(Input data)
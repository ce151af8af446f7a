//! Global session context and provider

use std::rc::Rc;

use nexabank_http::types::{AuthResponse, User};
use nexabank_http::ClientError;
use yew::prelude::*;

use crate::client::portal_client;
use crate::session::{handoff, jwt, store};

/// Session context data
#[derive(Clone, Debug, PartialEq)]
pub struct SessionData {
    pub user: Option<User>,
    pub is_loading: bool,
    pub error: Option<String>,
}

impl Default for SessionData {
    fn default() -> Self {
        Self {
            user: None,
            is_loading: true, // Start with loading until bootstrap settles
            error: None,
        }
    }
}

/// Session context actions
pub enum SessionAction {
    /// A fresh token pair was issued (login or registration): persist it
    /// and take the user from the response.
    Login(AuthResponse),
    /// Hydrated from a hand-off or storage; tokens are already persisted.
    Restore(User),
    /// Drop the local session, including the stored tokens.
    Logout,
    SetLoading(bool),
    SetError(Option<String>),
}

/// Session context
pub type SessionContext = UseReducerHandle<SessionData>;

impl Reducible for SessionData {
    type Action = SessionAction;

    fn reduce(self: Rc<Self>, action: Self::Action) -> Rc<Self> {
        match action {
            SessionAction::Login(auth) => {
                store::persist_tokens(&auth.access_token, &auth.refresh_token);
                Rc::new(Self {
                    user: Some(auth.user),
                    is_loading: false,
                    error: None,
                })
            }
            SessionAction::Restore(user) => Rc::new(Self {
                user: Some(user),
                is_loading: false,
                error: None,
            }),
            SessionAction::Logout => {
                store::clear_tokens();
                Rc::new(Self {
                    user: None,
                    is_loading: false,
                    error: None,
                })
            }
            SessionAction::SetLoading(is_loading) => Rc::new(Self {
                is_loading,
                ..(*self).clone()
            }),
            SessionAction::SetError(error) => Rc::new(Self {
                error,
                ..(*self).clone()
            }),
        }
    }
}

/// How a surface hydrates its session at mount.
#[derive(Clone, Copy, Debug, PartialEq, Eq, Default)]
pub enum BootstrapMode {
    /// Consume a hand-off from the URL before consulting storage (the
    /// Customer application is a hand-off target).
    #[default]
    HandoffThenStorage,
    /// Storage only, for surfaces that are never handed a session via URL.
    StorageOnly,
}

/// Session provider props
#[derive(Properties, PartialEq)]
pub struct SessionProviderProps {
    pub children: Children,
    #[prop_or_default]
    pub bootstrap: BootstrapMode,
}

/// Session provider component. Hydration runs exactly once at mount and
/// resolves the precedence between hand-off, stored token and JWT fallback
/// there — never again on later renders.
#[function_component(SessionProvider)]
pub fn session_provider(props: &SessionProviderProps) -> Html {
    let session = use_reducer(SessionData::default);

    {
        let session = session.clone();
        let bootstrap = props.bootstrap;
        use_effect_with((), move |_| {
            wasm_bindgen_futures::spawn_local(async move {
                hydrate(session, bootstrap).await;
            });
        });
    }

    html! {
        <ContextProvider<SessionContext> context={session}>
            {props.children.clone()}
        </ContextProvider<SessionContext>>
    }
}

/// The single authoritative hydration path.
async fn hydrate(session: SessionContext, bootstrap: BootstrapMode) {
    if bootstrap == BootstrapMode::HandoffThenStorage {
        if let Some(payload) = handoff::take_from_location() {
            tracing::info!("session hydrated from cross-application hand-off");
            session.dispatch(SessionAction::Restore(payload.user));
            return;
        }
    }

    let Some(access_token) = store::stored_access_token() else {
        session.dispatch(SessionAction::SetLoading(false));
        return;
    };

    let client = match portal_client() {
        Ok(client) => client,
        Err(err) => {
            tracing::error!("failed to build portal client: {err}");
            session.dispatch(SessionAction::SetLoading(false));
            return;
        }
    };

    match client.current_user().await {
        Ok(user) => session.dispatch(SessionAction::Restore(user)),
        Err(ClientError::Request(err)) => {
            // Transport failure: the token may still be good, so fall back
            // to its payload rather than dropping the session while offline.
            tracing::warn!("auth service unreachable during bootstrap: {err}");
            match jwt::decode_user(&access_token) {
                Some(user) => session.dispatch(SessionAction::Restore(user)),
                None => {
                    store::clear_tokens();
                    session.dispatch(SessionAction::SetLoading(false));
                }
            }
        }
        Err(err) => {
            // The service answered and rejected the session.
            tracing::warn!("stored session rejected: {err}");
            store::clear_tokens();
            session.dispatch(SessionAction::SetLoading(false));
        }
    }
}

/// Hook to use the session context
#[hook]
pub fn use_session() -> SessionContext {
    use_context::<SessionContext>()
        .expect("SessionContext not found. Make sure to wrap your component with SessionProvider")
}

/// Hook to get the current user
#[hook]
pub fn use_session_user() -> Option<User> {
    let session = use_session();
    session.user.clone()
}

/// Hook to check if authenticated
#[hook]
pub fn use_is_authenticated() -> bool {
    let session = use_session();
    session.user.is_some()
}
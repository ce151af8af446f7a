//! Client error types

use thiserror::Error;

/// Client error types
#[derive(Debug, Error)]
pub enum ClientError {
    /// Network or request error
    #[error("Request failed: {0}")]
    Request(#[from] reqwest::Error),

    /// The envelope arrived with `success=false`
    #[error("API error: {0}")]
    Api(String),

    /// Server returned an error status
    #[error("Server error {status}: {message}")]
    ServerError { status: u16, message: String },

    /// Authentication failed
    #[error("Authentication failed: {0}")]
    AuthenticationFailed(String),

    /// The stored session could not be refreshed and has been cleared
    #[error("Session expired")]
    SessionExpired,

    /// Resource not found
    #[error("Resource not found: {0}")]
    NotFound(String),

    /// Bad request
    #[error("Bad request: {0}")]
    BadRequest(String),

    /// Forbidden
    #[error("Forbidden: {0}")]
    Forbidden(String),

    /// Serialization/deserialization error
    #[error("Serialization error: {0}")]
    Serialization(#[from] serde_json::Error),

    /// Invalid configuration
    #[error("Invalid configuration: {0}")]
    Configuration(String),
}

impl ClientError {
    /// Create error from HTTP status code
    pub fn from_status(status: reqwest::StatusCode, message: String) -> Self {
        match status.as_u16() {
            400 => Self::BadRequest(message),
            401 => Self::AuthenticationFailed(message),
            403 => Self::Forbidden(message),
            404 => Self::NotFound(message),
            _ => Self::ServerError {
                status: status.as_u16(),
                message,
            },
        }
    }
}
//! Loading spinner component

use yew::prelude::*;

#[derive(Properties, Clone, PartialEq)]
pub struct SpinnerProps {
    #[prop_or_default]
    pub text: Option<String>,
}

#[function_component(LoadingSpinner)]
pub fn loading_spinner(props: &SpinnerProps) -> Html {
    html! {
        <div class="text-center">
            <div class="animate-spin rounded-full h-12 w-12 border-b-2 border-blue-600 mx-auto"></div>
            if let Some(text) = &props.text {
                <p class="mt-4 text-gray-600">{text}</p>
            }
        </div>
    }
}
(End Input data)
(Input data)
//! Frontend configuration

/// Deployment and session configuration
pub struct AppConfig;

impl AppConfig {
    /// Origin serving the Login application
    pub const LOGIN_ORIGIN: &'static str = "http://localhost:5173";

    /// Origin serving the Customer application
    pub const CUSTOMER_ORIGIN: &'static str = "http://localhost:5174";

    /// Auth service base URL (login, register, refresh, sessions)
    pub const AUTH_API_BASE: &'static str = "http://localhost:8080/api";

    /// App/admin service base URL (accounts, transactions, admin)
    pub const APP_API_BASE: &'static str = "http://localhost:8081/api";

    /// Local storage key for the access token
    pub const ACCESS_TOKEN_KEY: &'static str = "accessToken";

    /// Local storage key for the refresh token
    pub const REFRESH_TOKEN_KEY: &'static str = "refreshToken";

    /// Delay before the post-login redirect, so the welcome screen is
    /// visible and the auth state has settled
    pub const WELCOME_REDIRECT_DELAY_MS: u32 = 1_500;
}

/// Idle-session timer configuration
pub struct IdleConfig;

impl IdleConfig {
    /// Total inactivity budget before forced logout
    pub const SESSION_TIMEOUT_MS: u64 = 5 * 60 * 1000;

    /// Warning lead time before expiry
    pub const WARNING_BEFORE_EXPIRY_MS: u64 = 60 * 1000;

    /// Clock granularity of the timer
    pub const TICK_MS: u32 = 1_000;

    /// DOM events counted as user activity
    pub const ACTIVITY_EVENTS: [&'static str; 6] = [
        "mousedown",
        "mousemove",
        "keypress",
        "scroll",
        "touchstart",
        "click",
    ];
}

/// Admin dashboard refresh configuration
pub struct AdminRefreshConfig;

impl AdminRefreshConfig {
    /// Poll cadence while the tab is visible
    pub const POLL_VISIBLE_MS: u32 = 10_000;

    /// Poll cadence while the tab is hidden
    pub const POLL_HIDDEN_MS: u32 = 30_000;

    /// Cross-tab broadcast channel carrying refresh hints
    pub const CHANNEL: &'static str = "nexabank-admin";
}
(End Input data)
(Input data)
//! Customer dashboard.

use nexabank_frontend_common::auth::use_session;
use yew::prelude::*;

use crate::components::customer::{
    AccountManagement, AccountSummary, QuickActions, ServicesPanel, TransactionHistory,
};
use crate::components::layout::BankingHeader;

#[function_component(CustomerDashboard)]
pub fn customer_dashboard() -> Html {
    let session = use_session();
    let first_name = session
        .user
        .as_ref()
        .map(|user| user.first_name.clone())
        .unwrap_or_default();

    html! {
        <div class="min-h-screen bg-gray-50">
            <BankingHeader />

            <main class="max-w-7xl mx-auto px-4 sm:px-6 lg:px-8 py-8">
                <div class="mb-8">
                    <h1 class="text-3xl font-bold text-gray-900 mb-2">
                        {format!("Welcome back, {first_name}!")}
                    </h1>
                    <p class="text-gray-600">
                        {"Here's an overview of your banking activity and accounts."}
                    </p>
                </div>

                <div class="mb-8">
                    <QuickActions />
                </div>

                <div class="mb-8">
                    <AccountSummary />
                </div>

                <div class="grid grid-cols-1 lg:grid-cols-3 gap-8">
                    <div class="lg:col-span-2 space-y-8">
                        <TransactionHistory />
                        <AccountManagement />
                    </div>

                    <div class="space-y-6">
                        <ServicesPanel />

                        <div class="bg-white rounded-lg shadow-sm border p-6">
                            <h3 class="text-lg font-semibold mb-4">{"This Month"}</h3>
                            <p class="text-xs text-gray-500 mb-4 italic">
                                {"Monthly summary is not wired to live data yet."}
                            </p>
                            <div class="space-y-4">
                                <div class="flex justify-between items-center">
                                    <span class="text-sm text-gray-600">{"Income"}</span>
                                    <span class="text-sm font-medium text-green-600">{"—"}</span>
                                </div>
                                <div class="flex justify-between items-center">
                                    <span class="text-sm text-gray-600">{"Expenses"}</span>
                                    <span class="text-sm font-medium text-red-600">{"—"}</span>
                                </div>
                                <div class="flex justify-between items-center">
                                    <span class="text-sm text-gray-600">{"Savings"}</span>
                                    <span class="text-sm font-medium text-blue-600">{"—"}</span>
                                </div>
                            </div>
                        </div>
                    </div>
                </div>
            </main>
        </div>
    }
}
(End Input data)
Instructions for the task:
After reading the material above, tally the lines that include the string "AdminRefreshConfig" and give only the number.

Answer to this exercise:
2